Quantum computing is now more than a mere buzzword, with big technology players purchasing quantum systems or designing their own. Substantial tech investment is also happening in a seemingly unrelated field: remote health care. A study from Research and Markets noted that the Internet of Things (IoT) health care market is headed for 37.6 percent compound annual growth rate over the next four years as companies look for ways to supply doctors and patients with the data they need on demand.
There’s a crossover here, however: quantum security. With health care data among the most popular cybercriminal targets, IoT devices notoriously lacking in effective safeguards and quantum computers on the brink of an encryption/decryption breakthrough, health agencies need a security prognosis and treatment plan as soon as possible.
Before diving into security concerns, it’s worth breaking down the basics of quantum computing. The simplest explanation starts with the binary numbering scheme: 1 and 0 are the only options. Traditional computers rely on binary as the foundation of their memory; bits in memory can be either 1 or 0 at any given time.
Quantum computing, meanwhile, relies on what are known as qubits that may have values of 0, 1 or a quantum superposition that encompasses both of these states. At least five qubits are required to perform any type of meaningful calculation. At scale, however, quantum computers may be able to outperform even the most advanced classical computers in specific areas.
Consider traditional data security tools, which rely on factoring large prime numbers to produce encryption and decryption keys. The more powerful the computer, the larger the possible prime and the longer it takes mainstream computers to factor the same value. As noted by ZDNet, factoring a 232-digit prime number would take two years using current methods. Quantum computers, meanwhile, excel at this kind of task thanks to their unique structure and could soon outstrip even the fastest classical machines.
But health care companies have more to worry about than the rise of quantum security threats. According to TechRepublic, health data remains the “lowest-hanging fruit” for cybercriminals: Half of all health data breaches are criminal attacks, and the industry has lost more than $6 billion as a result.

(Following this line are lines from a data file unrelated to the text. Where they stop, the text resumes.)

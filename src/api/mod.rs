//! Stockcast HTTP Server
//!
//! HTTP layer for the dashboard, built with Axum.
//!
//! # Endpoints
//!
//! ## Dashboard
//! - `GET /` - Dashboard page (title, symbol dropdown, chart)
//! - `GET /ws` - Reactive channel: selections in, charts out
//!
//! ## JSON
//! - `GET /api/v1/symbols` - Selector options and default symbol
//! - `GET /api/v1/chart?symbol=S` - Chart description for a symbol
//!
//! ## Health
//! - `GET /health/live` - Liveness probe
//! - `GET /health/ready` - Readiness probe
//! - `GET /health` - Full health status
//!
//! # Example
//!
//! ```rust,no_run
//! use stockcast::api::{serve, AppState};
//! use stockcast::config::ServerConfig;
//! use stockcast::data::PriceLoader;
//! use std::path::Path;
//! use std::sync::Arc;
//!
//! #[tokio::main]
//! async fn main() -> Result<(), Box<dyn std::error::Error>> {
//!     let table = Arc::new(PriceLoader::new().load(Path::new("predicted_stock_prices.csv"))?);
//!     let config = ServerConfig::default();
//!
//!     let state = AppState::new(table, config.clone());
//!     serve(state, &config).await?;
//!
//!     Ok(())
//! }
//! ```

pub mod dto;
pub mod error;
pub mod routes;
pub mod state;

pub use error::{ApiError, ApiResult};
pub use state::AppState;

use axum::{
    http::{HeaderValue, Method},
    routing::get,
    Router,
};
use std::sync::Arc;
use tower_http::{cors::CorsLayer, trace::TraceLayer};

use crate::config::ServerConfig;
use crate::websocket::websocket_handler;

/// Build the router with all routes and middleware
pub fn build_router(state: AppState) -> Router {
    let api_routes = Router::new()
        .route("/symbols", get(routes::dashboard::list_symbols))
        .route("/chart", get(routes::dashboard::get_chart));

    let api_routes = match cors_layer(&state.config.cors_origins) {
        Some(cors) => api_routes.layer(cors),
        None => api_routes,
    };

    let health_routes = Router::new()
        .route("/live", get(routes::health::liveness))
        .route("/ready", get(routes::health::readiness))
        .route("/", get(routes::health::full_health));

    let shared_state = Arc::new(state);

    Router::new()
        .route("/", get(routes::dashboard::index))
        .route("/ws", get(websocket_handler))
        .nest("/api/v1", api_routes)
        .nest("/health", health_routes)
        .fallback(routes::dashboard::not_found)
        .layer(TraceLayer::new_for_http())
        .with_state(shared_state)
}

/// CORS for the JSON API; `None` when no origins are configured
fn cors_layer(origins: &[String]) -> Option<CorsLayer> {
    if origins.is_empty() {
        return None;
    }

    let allowed: Vec<HeaderValue> = origins
        .iter()
        .filter_map(|origin| match origin.parse::<HeaderValue>() {
            Ok(value) => Some(value),
            Err(_) => {
                tracing::warn!(origin = %origin, "Ignoring invalid CORS origin");
                None
            }
        })
        .collect();

    Some(
        CorsLayer::new()
            .allow_origin(allowed)
            .allow_methods([Method::GET]),
    )
}

/// Start the HTTP server
pub async fn serve(state: AppState, config: &ServerConfig) -> Result<(), ApiError> {
    let router = build_router(state);

    let addr = config.addr();
    let listener = tokio::net::TcpListener::bind(&addr).await?;

    tracing::info!("Dashboard listening on http://{}", addr);

    axum::serve(listener, router)
        .with_graceful_shutdown(shutdown_signal())
        .await
        .map_err(|e| ApiError::Internal(format!("Server error: {}", e)))?;

    tracing::info!("Dashboard shut down gracefully");
    Ok(())
}

/// Wait for shutdown signal
async fn shutdown_signal() {
    let ctrl_c = async {
        if let Err(e) = tokio::signal::ctrl_c().await {
            tracing::error!(error = %e, "Failed to install Ctrl+C handler");
            std::future::pending::<()>().await;
        }
    };

    #[cfg(unix)]
    let terminate = async {
        match tokio::signal::unix::signal(tokio::signal::unix::SignalKind::terminate()) {
            Ok(mut signal) => {
                signal.recv().await;
            }
            Err(e) => {
                tracing::error!(error = %e, "Failed to install signal handler");
                std::future::pending::<()>().await;
            }
        }
    };

    #[cfg(not(unix))]
    let terminate = std::future::pending::<()>();

    tokio::select! {
        _ = ctrl_c => {},
        _ = terminate => {},
    }

    tracing::info!("Shutdown signal received, starting graceful shutdown");
}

A study from the Ponemon Institute argued that “data breaches in health care remain consistently high in terms of volume, frequency, impact and cost” and noted that health care is more susceptible to data breaches than other industries. More worrisome? Patients are now experiencing the long-term effects of data loss in the form of identity theft.
The IoT Effect
Despite the troubling track record of health care databases and networks, however, the industry is under pressure to increase availability of internet-based services. As noted by Modern Health Care, hospitals have now achieved a 96 percent electronic health record (EHR) adoption rate but still struggle to share this information with relevant agencies such as laboratories or outside care facilities.
IoT suggests a solution to this problem: By supplying doctors and nurses — both locally and those in remote locations — with mobile devices capable of connecting to hospital networks, it’s possible to streamline communication and enhance collaboration. This is just the tip of the IoT iceberg. Patients outfitted with wearable devices, carrying easily accessible smartphones and tablets, create a massive pool of usable information for medical practitioners and the promise of better treatments directly informed by data.

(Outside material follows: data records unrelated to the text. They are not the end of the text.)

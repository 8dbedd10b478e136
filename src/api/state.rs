//! Application State
//!
//! Shared state accessible by all handlers.
//! The table is loaded before the state exists and never changes afterwards,
//! so handlers share it through `Arc` without locking.

use std::sync::Arc;
use std::time::Instant;

use crate::config::ServerConfig;
use crate::data::PriceTable;

/// Shared application state for all handlers
#[derive(Clone)]
pub struct AppState {
    /// Immutable prediction table
    pub table: Arc<PriceTable>,
    /// Server configuration
    pub config: Arc<ServerConfig>,
    /// Server start time for uptime tracking
    pub start_time: Instant,
}

impl AppState {
    pub fn new(table: Arc<PriceTable>, config: ServerConfig) -> Self {
        Self {
            table,
            config: Arc::new(config),
            start_time: Instant::now(),
        }
    }

    /// Get server uptime in seconds
    pub fn uptime_seconds(&self) -> u64 {
        self.start_time.elapsed().as_secs()
    }
}
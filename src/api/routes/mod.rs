//! API Routes
//!
//! Route handlers organized by functionality.

pub mod dashboard;
pub mod health;
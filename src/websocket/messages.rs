//! WebSocket Message Types
//!
//! Defines the message types exchanged between the dashboard page and the
//! server over the reactive channel.

use serde::{Deserialize, Serialize};

use crate::dashboard::ChartDescription;

/// Messages sent from client to server
#[derive(Debug, Clone, Deserialize)]
#[serde(tag = "type", rename_all = "snake_case")]
pub enum ClientMessage {
    /// Dropdown value changed
    SelectSymbol {
        /// Selected ticker symbol
        symbol: String,
    },
    /// Ping for keepalive
    Ping,
}

/// Messages sent from server to client
#[derive(Debug, Clone, Serialize)]
#[serde(tag = "type", rename_all = "snake_case")]
pub enum ServerMessage {
    /// Connection established
    Connected {
        /// Unique connection identifier
        connection_id: String,
        /// Selector options in display order
        symbols: Vec<String>,
        /// Initial selector value
        default_symbol: String,
    },
    /// Chart for a selection
    Chart {
        /// Symbol the chart was built for
        symbol: String,
        /// Plotly figure
        figure: ChartDescription,
    },
    /// Pong response to ping
    Pong,
    /// Error message
    Error {
        /// Error description
        message: String,
    },
}

#[cfg(test)]
mod tests {
    use super::*;
    use crate::dashboard::build_chart;
    use crate::data::PriceLoader;

    #[test]
    fn test_client_message_deserialize_select() {
        let json = r#"{"type": "select_symbol", "symbol": "AAPL"}"#;
        let msg: ClientMessage = serde_json::from_str(json).unwrap();
        match msg {
            ClientMessage::SelectSymbol { symbol } => assert_eq!(symbol, "AAPL"),
            _ => panic!("Expected SelectSymbol"),
        }
    }

    #[test]
    fn test_client_message_deserialize_ping() {
        let json = r#"{"type": "ping"}"#;
        let msg: ClientMessage = serde_json::from_str(json).unwrap();
        assert!(matches!(msg, ClientMessage::Ping));
    }

    #[test]
    fn test_client_message_missing_symbol_rejected() {
        let json = r#"{"type": "select_symbol"}"#;
        assert!(serde_json::from_str::<ClientMessage>(json).is_err());
    }

    #[test]
    fn test_server_message_serialize_connected() {
        let msg = ServerMessage::Connected {
            connection_id: "abc-123".to_string(),
            symbols: vec!["AAPL".to_string(), "MSFT".to_string()],
            default_symbol: "AAPL".to_string(),
        };
        let json = serde_json::to_string(&msg).unwrap();
        assert!(json.contains("\"type\":\"connected\""));
        assert!(json.contains("\"symbols\":[\"AAPL\",\"MSFT\"]"));
        assert!(json.contains("\"default_symbol\":\"AAPL\""));
    }

    #[test]
    fn test_server_message_serialize_chart() {
        let table = PriceLoader::new()
            .load_str("symbol,Date,Next_Close,prediction\nAAPL,2024-01-02,100.0,101.5")
            .unwrap();
        let msg = ServerMessage::Chart {
            symbol: "AAPL".to_string(),
            figure: build_chart(&table, "AAPL"),
        };

        let json: serde_json::Value = serde_json::to_value(&msg).unwrap();
        assert_eq!(json["type"], "chart");
        assert_eq!(json["symbol"], "AAPL");
        assert_eq!(json["figure"]["data"][0]["y"][0], 100.0);
    }
}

The problem? IT security tends to be second (or third, or fourth) priority when designing IoT devices. Consider drug infusion pumps: Last year, security researcher Billy Rios found that it was possible to hack these devices and change the delivered dosage. The result? Increased efforts to mobilize health care may have the unintended consequence of ramping up security threats; not only is patient data up for grabs, but limited IT security could actually put lives at stake.
Guarding the Door With Quantum Security
So how does the health care industry combat existing security gaps, design for IoT and prepare for an influx of quantum computing that may render current security methods useless? It takes advantage of inherent quantum properties.
Here’s how it works: Any time a connection is established — for example, between a doctor’s office and patient looking for personal health data, or a hospital network and a patient’s drug pump — a string of random numbers are continuously sent back and forth along the connection as photon pulses. These are saved in one of three states: on, off or on-off.
Should an attacker try to modify, intercept or even view this data stream, the quantum state of these photons changes, alerting security pros that someone is trying to breach the link. This is especially useful for devices at distance. If they’re supported by a strong connection, key transmission and breach detection become almost instantaneous. Better still? Even if attackers are using traditional methods rather than quantum computers, their interference causes an observable state change that can be addressed immediately.
For health care agencies, continuing breaches are a source of stress. The news that IoT networks bolster this risk shouldn’t come as much of a surprise.
But there’s a silver lining here: With health care lagging on IT security, there are no existing complications and no security treatment plans in place that could produce unexpected side effects. In other words, it’s possible for health care to adopt a long-term strategy that should safeguard current infrastructure, bolster IoT adoption and lay a solid foundation for future quantum security.